//! Subprocess-backed [`AgentRunner`].
//!
//! Spawns a configurable agent command (default `claude -p --model
//! <tier>`), writes the prompt to its stdin, and returns stdout as the
//! agent's text. The command template substitutes `{model}` with the tier
//! name. Credentials and any richer transport configuration are the agent
//! command's own business.

use std::process::Stdio;
use std::time::Instant;

use async_trait::async_trait;
use tokio::io::{AsyncReadExt, AsyncWriteExt};
use tokio::process::{Child, Command};

use super::{AgentError, AgentRequest, AgentResult, AgentRunner};

/// Environment variable overriding the agent command line.
pub const AGENT_CMD_ENV: &str = "UNDERCITY_AGENT_CMD";

/// Rough token estimate for transports that do not report usage: four
/// bytes per token.
fn estimate_tokens(text: &str) -> u64 {
    (text.len() as u64).div_ceil(4)
}

/// Default agent runner: shells out to an agent CLI.
#[derive(Debug, Clone)]
pub struct CommandAgentRunner {
    program: String,
    args: Vec<String>,
}

impl CommandAgentRunner {
    /// Runner for the default `claude` CLI in non-interactive mode.
    pub fn new() -> Self {
        Self {
            program: "claude".to_string(),
            args: vec!["-p".into(), "--model".into(), "{model}".into()],
        }
    }

    /// Runner from a full command line, e.g. `"claude -p --model {model}"`.
    /// Whitespace-split; the `{model}` placeholder is replaced per request.
    pub fn from_command_line(line: &str) -> Option<Self> {
        let mut parts = line.split_whitespace().map(str::to_owned);
        let program = parts.next()?;
        Some(Self {
            program,
            args: parts.collect(),
        })
    }

    /// Resolve from [`AGENT_CMD_ENV`] if set, otherwise the default.
    pub fn from_env() -> Self {
        std::env::var(AGENT_CMD_ENV)
            .ok()
            .as_deref()
            .and_then(Self::from_command_line)
            .unwrap_or_default()
    }
}

impl Default for CommandAgentRunner {
    fn default() -> Self {
        Self::new()
    }
}

#[async_trait]
impl AgentRunner for CommandAgentRunner {
    async fn run(&self, request: AgentRequest) -> Result<AgentResult, AgentError> {
        let start = Instant::now();
        let args: Vec<String> = self
            .args
            .iter()
            .map(|a| a.replace("{model}", request.tier.as_str()))
            .collect();

        tracing::debug!(
            task_id = %request.task_id,
            program = %self.program,
            tier = %request.tier,
            "spawning agent"
        );

        let mut child = Command::new(&self.program)
            .args(&args)
            .current_dir(&request.cwd)
            .stdin(Stdio::piped())
            .stdout(Stdio::piped())
            .stderr(Stdio::piped())
            .kill_on_drop(true)
            .spawn()
            .map_err(AgentError::Spawn)?;

        // Write the prompt and close stdin so the agent starts processing.
        if let Some(mut stdin) = child.stdin.take() {
            stdin
                .write_all(request.prompt.as_bytes())
                .await
                .map_err(AgentError::Spawn)?;
            drop(stdin);
        }

        let mut stdout_pipe = child.stdout.take();
        let mut stderr_pipe = child.stderr.take();

        let read_stdout = async {
            let mut buf = Vec::new();
            if let Some(ref mut pipe) = stdout_pipe {
                pipe.read_to_end(&mut buf).await.ok();
            }
            String::from_utf8_lossy(&buf).into_owned()
        };
        let read_stderr = async {
            let mut buf = Vec::new();
            if let Some(ref mut pipe) = stderr_pipe {
                pipe.read_to_end(&mut buf).await.ok();
            }
            String::from_utf8_lossy(&buf).into_owned()
        };

        // Resolve the wait first; the select must not hold a borrow of
        // `child` into its handler arms, so killing happens after.
        let waited = {
            let wait_all = async {
                let (status, stdout, stderr) =
                    tokio::join!(child.wait(), read_stdout, read_stderr);
                (status, stdout, stderr)
            };
            tokio::select! {
                _ = request.cancel.cancelled() => None,
                result = tokio::time::timeout(request.timeout, wait_all) => Some(result),
            }
        };

        match waited {
            None => {
                terminate(&mut child).await;
                Err(AgentError::Cancelled)
            }
            Some(Err(_elapsed)) => {
                terminate(&mut child).await;
                Err(AgentError::TimedOut(request.timeout))
            }
            Some(Ok((Err(e), _, _))) => Err(AgentError::Spawn(e)),
            Some(Ok((Ok(status), stdout, stderr))) => {
                if !status.success() {
                    if looks_rate_limited(&stderr) || looks_rate_limited(&stdout) {
                        return Err(AgentError::RateLimited(
                            first_line(&stderr).unwrap_or("rate limit").to_owned(),
                        ));
                    }
                    return Err(AgentError::Failed {
                        code: status.code(),
                        stderr: stderr.chars().take(2048).collect(),
                    });
                }
                Ok(AgentResult {
                    input_tokens: estimate_tokens(&request.prompt),
                    output_tokens: estimate_tokens(&stdout),
                    text: stdout,
                    duration: start.elapsed(),
                })
            }
        }
    }
}

/// SIGTERM first, brief grace, then SIGKILL.
async fn terminate(child: &mut Child) {
    #[cfg(unix)]
    if let Some(pid) = child.id() {
        // SAFETY: sending a signal to a pid we own; no memory is touched.
        unsafe {
            libc::kill(pid as libc::pid_t, libc::SIGTERM);
        }
        if tokio::time::timeout(std::time::Duration::from_secs(2), child.wait())
            .await
            .is_ok()
        {
            return;
        }
    }
    let _ = child.kill().await;
}

fn looks_rate_limited(text: &str) -> bool {
    let lower = text.to_lowercase();
    lower.contains("rate limit")
        || lower.contains("rate_limit")
        || lower.contains("429")
        || lower.contains("overloaded")
}

fn first_line(text: &str) -> Option<&str> {
    text.lines().find(|l| !l.trim().is_empty())
}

### Exercise objective
Your task is to give the records above again, exactly.

### Result for this exercise
//! Subprocess-backed [`AgentRunner`].
//!
//! Spawns a configurable agent command (default `claude -p --model
//! <tier>`), writes the prompt to its stdin, and returns stdout as the
//! agent's text. The command template substitutes `{model}` with the tier
//! name. Credentials and any richer transport configuration are the agent
//! command's own business.

use std::process::Stdio;
use std::time::Instant;

use async_trait::async_trait;
use tokio::io::{AsyncReadExt, AsyncWriteExt};
use tokio::process::{Child, Command};

use super::{AgentError, AgentRequest, AgentResult, AgentRunner};

/// Environment variable overriding the agent command line.
pub const AGENT_CMD_ENV: &str = "UNDERCITY_AGENT_CMD";

/// Rough token estimate for transports that do not report usage: four
/// bytes per token.
fn estimate_tokens(text: &str) -> u64 {
    (text.len() as u64).div_ceil(4)
}

/// Default agent runner: shells out to an agent CLI.
#[derive(Debug, Clone)]
pub struct CommandAgentRunner {
    program: String,
    args: Vec<String>,
}

impl CommandAgentRunner {
    /// Runner for the default `claude` CLI in non-interactive mode.
    pub fn new() -> Self {
        Self {
            program: "claude".to_string(),
            args: vec!["-p".into(), "--model".into(), "{model}".into()],
        }
    }

    /// Runner from a full command line, e.g. `"claude -p --model {model}"`.
    /// Whitespace-split; the `{model}` placeholder is replaced per request.
    pub fn from_command_line(line: &str) -> Option<Self> {
        let mut parts = line.split_whitespace().map(str::to_owned);
        let program = parts.next()?;
        Some(Self {
            program,
            args: parts.collect(),
        })
    }

    /// Resolve from [`AGENT_CMD_ENV`] if set, otherwise the default.
    pub fn from_env() -> Self {
        std::env::var(AGENT_CMD_ENV)
            .ok()
            .as_deref()
            .and_then(Self::from_command_line)
            .unwrap_or_default()
    }
}

impl Default for CommandAgentRunner {
    fn default() -> Self {
        Self::new()
    }
}

#[async_trait]
impl AgentRunner for CommandAgentRunner {
    async fn run(&self, request: AgentRequest) -> Result<AgentResult, AgentError> {
        let start = Instant::now();
        let args: Vec<String> = self
            .args
            .iter()
            .map(|a| a.replace("{model}", request.tier.as_str()))
            .collect();

        tracing::debug!(
            task_id = %request.task_id,
            program = %self.program,
            tier = %request.tier,
            "spawning agent"
        );

        let mut child = Command::new(&self.program)
            .args(&args)
            .current_dir(&request.cwd)
            .stdin(Stdio::piped())
            .stdout(Stdio::piped())
            .stderr(Stdio::piped())
            .kill_on_drop(true)
            .spawn()
            .map_err(AgentError::Spawn)?;

        // Write the prompt and close stdin so the agent starts processing.
        if let Some(mut stdin) = child.stdin.take() {
            stdin
                .write_all(request.prompt.as_bytes())
                .await
                .map_err(AgentError::Spawn)?;
            drop(stdin);
        }

        let mut stdout_pipe = child.stdout.take();
        let mut stderr_pipe = child.stderr.take();

        let read_stdout = async {
            let mut buf = Vec::new();
            if let Some(ref mut pipe) = stdout_pipe {
                pipe.read_to_end(&mut buf).await.ok();
            }
            String::from_utf8_lossy(&buf).into_owned()
        };
        let read_stderr = async {
            let mut buf = Vec::new();
            if let Some(ref mut pipe) = stderr_pipe {
                pipe.read_to_end(&mut buf).await.ok();
            }
            String::from_utf8_lossy(&buf).into_owned()
        };

        // Resolve the wait first; the select must not hold a borrow of
        // `child` into its handler arms, so killing happens after.
        let waited = {
            let wait_all = async {
                let (status, stdout, stderr) =
                    tokio::join!(child.wait(), read_stdout, read_stderr);
                (status, stdout, stderr)
            };
            tokio::select! {
                _ = request.cancel.cancelled() => None,
                result = tokio::time::timeout(request.timeout, wait_all) => Some(result),
            }
        };

        match waited {
            None => {
                terminate(&mut child).await;
                Err(AgentError::Cancelled)
            }
            Some(Err(_elapsed)) => {
                terminate(&mut child).await;
                Err(AgentError::TimedOut(request.timeout))
            }
            Some(Ok((Err(e), _, _))) => Err(AgentError::Spawn(e)),
            Some(Ok((Ok(status), stdout, stderr))) => {
                if !status.success() {
                    if looks_rate_limited(&stderr) || looks_rate_limited(&stdout) {
                        return Err(AgentError::RateLimited(
                            first_line(&stderr).unwrap_or("rate limit").to_owned(),
                        ));
                    }
                    return Err(AgentError::Failed {
                        code: status.code(),
                        stderr: stderr.chars().take(2048).collect(),
                    });
                }
                Ok(AgentResult {
                    input_tokens: estimate_tokens(&request.prompt),
                    output_tokens: estimate_tokens(&stdout),
                    text: stdout,
                    duration: start.elapsed(),
                })
            }
        }
    }
}

/// SIGTERM first, brief grace, then SIGKILL.
async fn terminate(child: &mut Child) {
    #[cfg(unix)]
    if let Some(pid) = child.id() {
        // SAFETY: sending a signal to a pid we own; no memory is touched.
        unsafe {
            libc::kill(pid as libc::pid_t, libc::SIGTERM);
        }
        if tokio::time::timeout(std::time::Duration::from_secs(2), child.wait())
            .await
            .is_ok()
        {
            return;
        }
    }
    let _ = child.kill().await;
}

fn looks_rate_limited(text: &str) -> bool {
    let lower = text.to_lowercase();
    lower.contains("rate limit")
        || lower.contains("rate_limit")
        || lower.contains("429")
        || lower.contains("overloaded")
}

fn first_line(text: &str) -> Option<&str> {
    text.lines().find(|l| !l.trim().is_empty())
}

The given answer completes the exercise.